E hicieron averiguaciones. Para ello destacaron un grupo mixto de policías y carabineros que se ocupó del asunto las veinticuatro horas del día. Colocaron micrófonos. Interceptaron teléfonos. Siguieron a parientes y amantes. Sacaron de quicio incluso al abogado Vasta, quien les mandó gélidamente al infierno: el Frío era sólo un cliente y él no tenía por costumbre acostarse con sus clientes. Así que todo fue en vano. Roberta se presentó en la comisaría y denunció la desaparición de su novio. Estaba preocupada. Temía, dijo, que sus viejos amigos lo hubiesen eliminado. El agente de servicio llamó por teléfono a Scialoja. Scialoja le respondió que redactase la denuncia y que la dejase marchar. Borgia se encolerizó cuando lo supo. Le oyeron gritar que había que arrestarla, acusarla de complicidad, presionarla para que hablase, por Dios. Hizo llamar a Scialoja. Éste le contestó que estaba ausente por motivos de servicio. Lo acribilló a mensajes. Que quedaron sin respuesta. Scialoja no podía perder tiempo. Con Borgia, no. No había renunciado a Génova para perder tiempo. Habían estado cerca, cerquísima del corazón del sistema. Tan cerca que podían oler perfectamente la peste a podrido. Y en ese momento Borgia había retrocedido. El magistrado no alcanzaba a creer que aquel terrible hedor pudiese existir de verdad. Se había negado a reconocerlo. ¡Y Borgia era uno de los mejores! ¿Podría perdonarlo alguna vez? No tenía importancia. La pregunta correcta era: la próxima vez, ¿cómo se comportaría? Scialoja se imaginaba una estrategia menos directa. La misma fuerza de las cosas los conduciría de nuevo al Viejo. Una vez más: al corazón del sistema. Y en ese momento ya no sería posible titubear. Su carta se llamaba Treintamonedas. Había ido a verlo. Una, dos veces. Había percibido en sus ojos el miedo, la traición. Pero cuando, violando todas las reglas, arrancando aquel resto de legalidad del cual todavía se sentía parte, le había propuesto un acuerdo, el napolitano había sacudido negativamente la cabeza.

—¡Ni hablar, dottore, ellos son aún los más fuertes!

Eso dijo Treintamonedas.
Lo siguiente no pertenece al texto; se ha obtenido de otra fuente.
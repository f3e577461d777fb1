pub mod conversions;
pub mod signer;
pub mod types;

pub mod builder;
pub mod connector;
pub mod rest;

pub use builder::{build_connector, KrakenBuilder};
pub use connector::KrakenConnector;
pub use rest::KRAKEN_ERROR_CODES;
pub use signer::KrakenSigner;
pub use types::{KrakenResponse, KrakenTrade, KrakenTradesHistory};
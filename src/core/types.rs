use chrono::{DateTime, Utc};
use rust_decimal::Decimal;
use serde::{Deserialize, Serialize};
use std::fmt;
use thiserror::Error;

/// Typed errors for the types subsystem
#[derive(Error, Debug)]
pub enum TypesError {
    #[error("Invalid symbol: {0}")]
    InvalidSymbol(String),
    #[error("Invalid decimal: {0}")]
    InvalidDecimal(#[from] rust_decimal::Error),
    #[error("Invalid side: {0}")]
    InvalidSide(String),
}

/// Exchanges this crate can fetch history from
#[derive(Debug, Clone, Copy, PartialEq, Eq, Hash, Serialize, Deserialize)]
#[serde(rename_all = "lowercase")]
pub enum ExchangeId {
    Bitbay,
    Kraken,
}

impl ExchangeId {
    pub const ALL: [Self; 2] = [Self::Bitbay, Self::Kraken];

    /// Lowercase name used in logs and as the environment prefix
    pub fn as_str(self) -> &'static str {
        match self {
            Self::Bitbay => "bitbay",
            Self::Kraken => "kraken",
        }
    }
}

impl fmt::Display for ExchangeId {
    fn fmt(&self, f: &mut fmt::Formatter<'_>) -> fmt::Result {
        match self {
            Self::Bitbay => write!(f, "BitBay"),
            Self::Kraken => write!(f, "Kraken"),
        }
    }
}

/// Type-safe market representation with validation
#[derive(Debug, Clone, PartialEq, Eq, Hash, Serialize, Deserialize)]
pub struct Symbol {
    pub base: String,
    pub quote: String,
}

impl Symbol {
    /// Create a new symbol with validation
    pub fn new(base: impl Into<String>, quote: impl Into<String>) -> Result<Self, TypesError> {
        let base = base.into();
        let quote = quote.into();

        if base.is_empty() || quote.is_empty() {
            return Err(TypesError::InvalidSymbol(
                "Base and quote assets cannot be empty".to_string(),
            ));
        }

        Ok(Self { base, quote })
    }

    /// Parse a market written as `BASE<sep>QUOTE`, e.g. `BTC-PLN`
    pub fn split(market: &str, separator: char) -> Result<Self, TypesError> {
        market
            .split_once(separator)
            .ok_or_else(|| TypesError::InvalidSymbol(market.to_string()))
            .and_then(|(base, quote)| Self::new(base, quote))
    }
}

impl fmt::Display for Symbol {
    fn fmt(&self, f: &mut fmt::Formatter<'_>) -> fmt::Result {
        write!(f, "{}/{}", self.base, self.quote)
    }
}

/// Type-safe price representation
#[derive(Debug, Clone, Copy, PartialEq, Eq, PartialOrd, Ord, Serialize, Deserialize)]
#[serde(transparent)]
pub struct Price(#[serde(with = "rust_decimal::serde::str")] pub Decimal);

impl Price {
    pub fn new(value: Decimal) -> Self {
        Self(value)
    }

    pub fn parse(s: &str) -> Result<Self, TypesError> {
        Ok(Self(s.parse()?))
    }

    pub fn value(&self) -> Decimal {
        self.0
    }
}

impl fmt::Display for Price {
    fn fmt(&self, f: &mut fmt::Formatter<'_>) -> fmt::Result {
        write!(f, "{}", self.0)
    }
}

/// Type-safe quantity representation
#[derive(Debug, Clone, Copy, PartialEq, Eq, PartialOrd, Ord, Serialize, Deserialize)]
#[serde(transparent)]
pub struct Quantity(#[serde(with = "rust_decimal::serde::str")] pub Decimal);

impl Quantity {
    pub fn new(value: Decimal) -> Self {
        Self(value)
    }

    pub fn parse(s: &str) -> Result<Self, TypesError> {
        Ok(Self(s.parse()?))
    }

    pub fn value(&self) -> Decimal {
        self.0
    }
}

impl fmt::Display for Quantity {
    fn fmt(&self, f: &mut fmt::Formatter<'_>) -> fmt::Result {
        write!(f, "{}", self.0)
    }
}

#[derive(Debug, Clone, Copy, PartialEq, Eq, Hash, Serialize, Deserialize)]
pub enum Side {
    Buy,
    Sell,
}

impl Side {
    /// Case-insensitive `buy` / `sell`
    pub fn parse(s: &str) -> Result<Self, TypesError> {
        if s.eq_ignore_ascii_case("buy") {
            Ok(Self::Buy)
        } else if s.eq_ignore_ascii_case("sell") {
            Ok(Self::Sell)
        } else {
            Err(TypesError::InvalidSide(s.to_string()))
        }
    }
}

#[derive(Debug, Clone, PartialEq, Eq, Serialize, Deserialize)]
pub struct Fee {
    pub amount: Decimal,
    /// Currency the fee was charged in, when the exchange reports it
    pub currency: Option<String>,
}

/// One executed trade, normalized across exchanges.
///
/// Fields are read-only once constructed.
#[derive(Debug, Clone, PartialEq, Eq, Serialize, Deserialize)]
pub struct Transaction {
    id: String,
    exchange: ExchangeId,
    timestamp: DateTime<Utc>,
    market: Symbol,
    side: Side,
    amount: Quantity,
    rate: Price,
    fee: Option<Fee>,
}

impl Transaction {
    #[allow(clippy::too_many_arguments)]
    pub fn new(
        id: impl Into<String>,
        exchange: ExchangeId,
        timestamp: DateTime<Utc>,
        market: Symbol,
        side: Side,
        amount: Quantity,
        rate: Price,
        fee: Option<Fee>,
    ) -> Self {
        Self {
            id: id.into(),
            exchange,
            timestamp,
            market,
            side,
            amount,
            rate,
            fee,
        }
    }

    pub fn id(&self) -> &str {
        &self.id
    }

    pub fn exchange(&self) -> ExchangeId {
        self.exchange
    }

    pub fn timestamp(&self) -> DateTime<Utc> {
        self.timestamp
    }

    pub fn market(&self) -> &Symbol {
        &self.market
    }

    pub fn side(&self) -> Side {
        self.side
    }

    /// Traded amount in the base currency
    pub fn amount(&self) -> Quantity {
        self.amount
    }

    /// Price in quote currency per unit of base
    pub fn rate(&self) -> Price {
        self.rate
    }

    pub fn fee(&self) -> Option<&Fee> {
        self.fee.as_ref()
    }

    /// Value of the trade in the quote currency
    pub fn total(&self) -> Decimal {
        self.amount.value() * self.rate.value()
    }
}

/// Server-side filter for history requests.
///
/// The default requests the full, unfiltered history.
#[derive(Debug, Clone, Default, PartialEq, Eq)]
pub struct HistoryQuery {
    pub from: Option<DateTime<Utc>>,
    pub to: Option<DateTime<Utc>>,
    /// Markets to restrict to; empty means all markets
    pub markets: Vec<Symbol>,
    /// Page size; `None` asks for the exchange maximum
    pub limit: Option<u32>,
}

impl HistoryQuery {
    pub fn full_history() -> Self {
        Self::default()
    }

    pub fn since(mut self, from: DateTime<Utc>) -> Self {
        self.from = Some(from);
        self
    }

    pub fn until(mut self, to: DateTime<Utc>) -> Self {
        self.to = Some(to);
        self
    }

    pub fn with_market(mut self, market: Symbol) -> Self {
        self.markets.push(market);
        self
    }

    pub fn with_limit(mut self, limit: u32) -> Self {
        self.limit = Some(limit);
        self
    }
}

#[cfg(test)]
mod tests {
    use super::*;
    use chrono::TimeZone;
    use rust_decimal_macros::dec;

    #[test]
    fn test_symbol_split() {
        let symbol = Symbol::split("BTC-PLN", '-').unwrap();
        assert_eq!(symbol.base, "BTC");
        assert_eq!(symbol.quote, "PLN");
        assert_eq!(symbol.to_string(), "BTC/PLN");
        assert!(Symbol::split("BTCPLN", '-').is_err());
        assert!(Symbol::split("-PLN", '-').is_err());
    }

    #[test]
    fn test_decimal_parse_errors_are_typed() {
        assert!(matches!(
            Price::parse("12,5"),
            Err(TypesError::InvalidDecimal(_))
        ));
        assert_eq!(Quantity::parse("0.25").unwrap().value(), dec!(0.25));
    }

    #[test]
    fn test_side_parse() {
        assert_eq!(Side::parse("Buy").unwrap(), Side::Buy);
        assert_eq!(Side::parse("sell").unwrap(), Side::Sell);
        assert!(Side::parse("hold").is_err());
    }

    #[test]
    fn test_transaction_total() {
        let tx = Transaction::new(
            "1",
            ExchangeId::Bitbay,
            Utc.with_ymd_and_hms(2021, 3, 1, 12, 0, 0).unwrap(),
            Symbol::new("BTC", "PLN").unwrap(),
            Side::Buy,
            Quantity::new(dec!(0.5)),
            Price::new(dec!(200000)),
            None,
        );
        assert_eq!(tx.total(), dec!(100000));
        assert_eq!(tx.exchange().as_str(), "bitbay");
    }

    #[test]
    fn test_transaction_serializes_decimals_as_strings() {
        let tx = Transaction::new(
            "abc",
            ExchangeId::Kraken,
            Utc.with_ymd_and_hms(2023, 7, 6, 18, 23, 16).unwrap(),
            Symbol::new("XBT", "USD").unwrap(),
            Side::Sell,
            Quantity::new(dec!(0.02)),
            Price::new(dec!(30010.5)),
            Some(Fee {
                amount: dec!(1.2),
                currency: Some("USD".to_string()),
            }),
        );
        let json = serde_json::to_value(&tx).unwrap();
        assert_eq!(json["amount"], "0.02");
        assert_eq!(json["rate"], "30010.5");
        assert_eq!(json["exchange"], "kraken");
    }
}
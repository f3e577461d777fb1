use crate::core::errors::{ExchangeError, ReportedError};
use crate::core::kernel::RestClient;
use crate::core::types::ExchangeId;
use crate::exchanges::kraken::types::{KrakenResponse, KrakenTradesHistory};
use serde::de::DeserializeOwned;
use tracing::warn;

pub const TRADES_HISTORY_ENDPOINT: &str = "/0/private/TradesHistory";

/// Messages Kraken reports in the `error` array
pub const KRAKEN_ERROR_CODES: &[(&str, &str)] = &[
    ("EAPI:Invalid key", "API key is unknown or has been revoked"),
    ("EAPI:Invalid signature", "API-Sign does not match the request"),
    ("EAPI:Invalid nonce", "Nonce is not greater than the previous one"),
    ("EAPI:Rate limit exceeded", "Too many requests; rate limit exceeded"),
    ("EGeneral:Permission denied", "API key lacks the permission to query trades"),
    ("EGeneral:Invalid arguments", "Request parameters were rejected"),
    ("EGeneral:Temporary lockout", "Account temporarily locked after repeated failures"),
    ("EService:Unavailable", "Exchange is unavailable"),
    ("EService:Busy", "Exchange is busy"),
];

/// Kraken REST API client implementation
#[derive(Debug)]
pub struct KrakenRest<R: RestClient> {
    rest_client: R,
}

impl<R: RestClient> KrakenRest<R> {
    pub fn new(rest_client: R) -> Self {
        Self { rest_client }
    }

    /// Fetch trade history and return the raw body
    pub async fn get_trades_history_raw(
        &self,
        form: &[(&str, &str)],
    ) -> Result<String, ExchangeError> {
        self.rest_client
            .post_form(TRADES_HISTORY_ENDPOINT, form, true)
            .await
    }
}

/// Decode a 2xx body and classify it.
///
/// Entries starting with `E` are errors; anything else in the `error`
/// array (Kraken uses `W` for warnings) is logged and ignored.
pub fn handle_response<T>(body: &str) -> Result<T, ExchangeError>
where
    T: DeserializeOwned,
{
    let response: KrakenResponse<T> =
        serde_json::from_str(body).map_err(|e| ExchangeError::decode(body, e))?;

    let (errors, warnings): (Vec<String>, Vec<String>) = response
        .error
        .into_iter()
        .partition(|message| message.starts_with('E'));

    for warning in &warnings {
        warn!(exchange = "kraken", "Kraken warning: {}", warning);
    }

    if !errors.is_empty() {
        return Err(map_kraken_errors(errors));
    }

    response
        .result
        .ok_or_else(|| ExchangeError::decode(body, "missing `result` in successful response"))
}

pub fn decode_trades_history(body: &str) -> Result<KrakenTradesHistory, ExchangeError> {
    handle_response(body)
}

fn map_kraken_errors(messages: Vec<String>) -> ExchangeError {
    ExchangeError::Business {
        exchange: ExchangeId::Kraken,
        errors: messages
            .into_iter()
            .map(|message| ReportedError::lookup(message, KRAKEN_ERROR_CODES))
            .collect(),
    }
}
Lo desmentiría. Con el Estado Mayor en la cárcel, Treintamonedas se había convertido en amo absoluto de la situación. ¿Se habría aprovechado de ello? Seguramente: el sentido ético no debía de ser su mejor cualidad, siempre y cuando lo tuviese. Pero lo más importante era que los demás creyesen que su amigo les estaba robando. Scialoja sabía que ellos tenían la cárcel bajo control. Había individuado a dos o tres carceleros de mala fama y los había enfrentado a la cruda realidad: o colaboraban o los haría saltar por los aires. Los carceleros no habían tenido mucha elección. De forma que ahora Radio Cárcel acusaba abiertamente a Treintamonedas de ser un ladrón. Dos hombres de absoluta confianza lo seguían como si fueran su sombra. La orden era: limitarse a vigilar, no intervenir en ningún caso. El árbol había sido zarandeado. El fruto caería apenas madurase. Por eso había renunciado a Génova. Por eso. Y por ella, por supuesto.